====== Study material

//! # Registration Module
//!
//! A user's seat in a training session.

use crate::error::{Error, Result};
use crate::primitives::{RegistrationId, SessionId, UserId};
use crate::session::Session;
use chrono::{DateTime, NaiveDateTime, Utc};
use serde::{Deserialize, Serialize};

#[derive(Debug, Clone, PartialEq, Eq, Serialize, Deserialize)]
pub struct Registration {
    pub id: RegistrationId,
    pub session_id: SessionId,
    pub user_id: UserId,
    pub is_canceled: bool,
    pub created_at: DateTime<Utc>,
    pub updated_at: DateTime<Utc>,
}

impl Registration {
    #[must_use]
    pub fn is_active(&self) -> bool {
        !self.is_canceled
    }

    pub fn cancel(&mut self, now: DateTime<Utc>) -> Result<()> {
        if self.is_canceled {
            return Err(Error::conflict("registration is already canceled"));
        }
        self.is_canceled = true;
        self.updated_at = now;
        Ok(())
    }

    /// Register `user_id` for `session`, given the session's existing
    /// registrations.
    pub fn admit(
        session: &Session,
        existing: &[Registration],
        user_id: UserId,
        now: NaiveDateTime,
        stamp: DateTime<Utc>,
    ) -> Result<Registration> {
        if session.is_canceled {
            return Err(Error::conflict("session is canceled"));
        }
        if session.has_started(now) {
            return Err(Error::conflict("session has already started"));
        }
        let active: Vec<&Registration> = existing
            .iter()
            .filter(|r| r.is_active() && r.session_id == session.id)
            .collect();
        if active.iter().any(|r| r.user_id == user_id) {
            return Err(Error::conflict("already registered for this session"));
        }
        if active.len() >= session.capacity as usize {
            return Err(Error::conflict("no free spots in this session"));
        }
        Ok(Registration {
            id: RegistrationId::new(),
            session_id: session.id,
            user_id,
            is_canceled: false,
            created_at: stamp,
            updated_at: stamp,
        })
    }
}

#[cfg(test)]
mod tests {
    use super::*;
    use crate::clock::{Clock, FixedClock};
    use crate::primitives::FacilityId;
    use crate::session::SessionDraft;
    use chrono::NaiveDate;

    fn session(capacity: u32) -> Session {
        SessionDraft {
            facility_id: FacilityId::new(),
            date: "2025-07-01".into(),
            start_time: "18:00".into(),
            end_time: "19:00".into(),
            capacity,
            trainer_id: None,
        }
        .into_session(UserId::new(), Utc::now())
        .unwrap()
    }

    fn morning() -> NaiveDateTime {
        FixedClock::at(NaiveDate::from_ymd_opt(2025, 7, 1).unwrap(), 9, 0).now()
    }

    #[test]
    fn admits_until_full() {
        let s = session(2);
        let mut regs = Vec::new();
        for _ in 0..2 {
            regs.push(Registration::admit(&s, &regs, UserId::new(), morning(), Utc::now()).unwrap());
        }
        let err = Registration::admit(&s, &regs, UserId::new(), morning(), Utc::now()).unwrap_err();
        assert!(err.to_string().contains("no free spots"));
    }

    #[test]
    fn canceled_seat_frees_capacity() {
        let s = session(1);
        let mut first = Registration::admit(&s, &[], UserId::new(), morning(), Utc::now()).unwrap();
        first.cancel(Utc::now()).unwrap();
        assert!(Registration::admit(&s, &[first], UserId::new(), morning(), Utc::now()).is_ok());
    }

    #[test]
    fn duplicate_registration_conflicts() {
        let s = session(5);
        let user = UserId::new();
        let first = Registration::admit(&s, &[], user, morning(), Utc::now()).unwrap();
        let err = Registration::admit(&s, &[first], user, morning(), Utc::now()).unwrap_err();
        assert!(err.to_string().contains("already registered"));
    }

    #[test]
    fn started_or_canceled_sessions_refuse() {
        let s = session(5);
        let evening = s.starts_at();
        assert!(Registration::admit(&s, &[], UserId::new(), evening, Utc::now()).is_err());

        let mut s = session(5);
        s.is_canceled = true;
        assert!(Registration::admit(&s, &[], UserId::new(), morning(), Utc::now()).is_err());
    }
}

============
====== Study material

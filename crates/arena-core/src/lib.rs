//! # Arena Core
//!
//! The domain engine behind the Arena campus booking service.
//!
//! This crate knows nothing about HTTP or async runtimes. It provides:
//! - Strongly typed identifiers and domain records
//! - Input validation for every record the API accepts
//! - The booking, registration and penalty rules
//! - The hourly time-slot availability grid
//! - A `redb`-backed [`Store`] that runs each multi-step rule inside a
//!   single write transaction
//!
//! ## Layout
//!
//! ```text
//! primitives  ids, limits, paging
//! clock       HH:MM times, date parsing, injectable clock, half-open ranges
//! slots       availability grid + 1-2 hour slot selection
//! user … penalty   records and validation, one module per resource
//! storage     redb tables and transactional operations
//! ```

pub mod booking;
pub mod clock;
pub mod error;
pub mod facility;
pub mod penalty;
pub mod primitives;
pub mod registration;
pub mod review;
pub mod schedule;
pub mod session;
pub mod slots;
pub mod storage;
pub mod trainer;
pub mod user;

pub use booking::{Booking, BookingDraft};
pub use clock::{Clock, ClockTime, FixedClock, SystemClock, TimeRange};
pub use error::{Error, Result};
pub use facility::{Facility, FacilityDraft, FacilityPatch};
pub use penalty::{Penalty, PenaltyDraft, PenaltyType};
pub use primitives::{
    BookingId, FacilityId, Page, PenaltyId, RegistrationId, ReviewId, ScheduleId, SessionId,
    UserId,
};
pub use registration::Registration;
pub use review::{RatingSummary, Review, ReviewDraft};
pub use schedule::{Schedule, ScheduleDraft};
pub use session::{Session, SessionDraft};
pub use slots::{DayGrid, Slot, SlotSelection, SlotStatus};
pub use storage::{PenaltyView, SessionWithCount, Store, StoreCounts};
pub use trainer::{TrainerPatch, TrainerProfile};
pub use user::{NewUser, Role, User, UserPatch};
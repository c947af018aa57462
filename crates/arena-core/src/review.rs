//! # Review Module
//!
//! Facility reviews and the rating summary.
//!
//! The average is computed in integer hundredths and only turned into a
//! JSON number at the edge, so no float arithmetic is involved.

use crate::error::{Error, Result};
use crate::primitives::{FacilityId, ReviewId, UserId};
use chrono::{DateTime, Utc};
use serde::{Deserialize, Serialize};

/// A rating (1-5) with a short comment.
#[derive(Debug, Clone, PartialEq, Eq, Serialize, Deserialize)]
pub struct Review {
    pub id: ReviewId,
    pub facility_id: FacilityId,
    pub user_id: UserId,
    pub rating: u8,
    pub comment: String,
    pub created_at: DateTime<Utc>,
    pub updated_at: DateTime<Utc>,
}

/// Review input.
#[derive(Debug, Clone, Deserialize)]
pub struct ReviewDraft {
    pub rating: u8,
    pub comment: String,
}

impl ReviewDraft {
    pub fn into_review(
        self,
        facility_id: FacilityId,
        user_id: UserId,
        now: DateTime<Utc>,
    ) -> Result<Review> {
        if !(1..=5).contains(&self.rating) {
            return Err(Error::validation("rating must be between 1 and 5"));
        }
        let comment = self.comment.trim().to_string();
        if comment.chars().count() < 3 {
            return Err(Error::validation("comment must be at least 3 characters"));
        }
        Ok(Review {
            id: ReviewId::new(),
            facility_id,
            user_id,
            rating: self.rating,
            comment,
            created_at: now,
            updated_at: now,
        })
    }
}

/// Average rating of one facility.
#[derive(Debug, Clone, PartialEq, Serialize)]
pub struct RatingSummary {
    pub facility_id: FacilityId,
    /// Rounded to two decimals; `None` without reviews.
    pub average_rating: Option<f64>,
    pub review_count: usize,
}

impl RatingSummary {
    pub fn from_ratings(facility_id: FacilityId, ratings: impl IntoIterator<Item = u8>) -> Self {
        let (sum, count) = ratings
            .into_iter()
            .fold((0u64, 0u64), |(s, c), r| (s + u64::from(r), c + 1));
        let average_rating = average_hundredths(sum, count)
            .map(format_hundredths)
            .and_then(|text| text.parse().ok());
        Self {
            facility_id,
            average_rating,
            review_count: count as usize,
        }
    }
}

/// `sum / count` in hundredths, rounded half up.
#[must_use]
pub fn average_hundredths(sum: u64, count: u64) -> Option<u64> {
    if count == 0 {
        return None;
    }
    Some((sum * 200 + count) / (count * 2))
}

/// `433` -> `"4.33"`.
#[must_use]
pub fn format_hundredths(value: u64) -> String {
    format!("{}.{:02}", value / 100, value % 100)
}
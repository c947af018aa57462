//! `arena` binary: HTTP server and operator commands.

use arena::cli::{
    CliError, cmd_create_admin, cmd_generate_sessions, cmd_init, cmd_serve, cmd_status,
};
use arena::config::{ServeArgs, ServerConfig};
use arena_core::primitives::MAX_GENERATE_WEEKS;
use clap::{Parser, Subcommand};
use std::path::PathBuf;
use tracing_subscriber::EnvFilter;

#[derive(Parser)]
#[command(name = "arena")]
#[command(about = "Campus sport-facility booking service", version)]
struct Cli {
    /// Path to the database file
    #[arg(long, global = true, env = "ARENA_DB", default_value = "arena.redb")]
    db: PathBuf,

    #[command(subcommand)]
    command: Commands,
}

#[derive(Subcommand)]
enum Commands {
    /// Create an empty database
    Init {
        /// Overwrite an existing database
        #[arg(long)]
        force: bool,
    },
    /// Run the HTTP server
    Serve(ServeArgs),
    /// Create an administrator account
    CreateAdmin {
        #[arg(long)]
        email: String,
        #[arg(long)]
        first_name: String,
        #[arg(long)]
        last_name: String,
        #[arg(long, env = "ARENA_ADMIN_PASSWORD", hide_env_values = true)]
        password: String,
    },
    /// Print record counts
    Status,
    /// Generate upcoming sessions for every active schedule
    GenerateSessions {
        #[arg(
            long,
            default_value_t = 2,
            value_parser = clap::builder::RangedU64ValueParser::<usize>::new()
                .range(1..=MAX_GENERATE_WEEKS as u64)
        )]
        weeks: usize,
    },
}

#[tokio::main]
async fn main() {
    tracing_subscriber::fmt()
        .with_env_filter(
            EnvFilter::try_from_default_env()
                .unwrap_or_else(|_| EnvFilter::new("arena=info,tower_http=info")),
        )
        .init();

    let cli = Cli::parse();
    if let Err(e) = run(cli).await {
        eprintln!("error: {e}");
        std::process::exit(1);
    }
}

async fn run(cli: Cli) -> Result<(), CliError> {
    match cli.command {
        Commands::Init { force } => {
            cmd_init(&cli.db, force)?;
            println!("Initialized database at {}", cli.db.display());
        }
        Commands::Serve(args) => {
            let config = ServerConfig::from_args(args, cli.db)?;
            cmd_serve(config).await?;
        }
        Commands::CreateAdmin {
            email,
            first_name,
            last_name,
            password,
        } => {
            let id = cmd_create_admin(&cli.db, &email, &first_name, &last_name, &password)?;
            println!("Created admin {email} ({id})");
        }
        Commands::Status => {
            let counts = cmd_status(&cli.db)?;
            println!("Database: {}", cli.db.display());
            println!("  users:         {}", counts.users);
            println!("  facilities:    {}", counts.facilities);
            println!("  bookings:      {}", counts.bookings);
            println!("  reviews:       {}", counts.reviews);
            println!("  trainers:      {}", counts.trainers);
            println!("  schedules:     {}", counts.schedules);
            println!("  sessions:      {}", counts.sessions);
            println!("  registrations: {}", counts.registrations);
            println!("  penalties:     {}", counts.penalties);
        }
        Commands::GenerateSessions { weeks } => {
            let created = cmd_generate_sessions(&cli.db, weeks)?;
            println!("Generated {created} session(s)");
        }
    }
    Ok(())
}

============

**Exercise**
Review the preceding data and report every line that includes the string "EnvFilter".

**Response to this exercise**
use tracing_subscriber::EnvFilter;
            EnvFilter::try_from_default_env()
                .unwrap_or_else(|_| EnvFilter::new("arena=info,tower_http=info")),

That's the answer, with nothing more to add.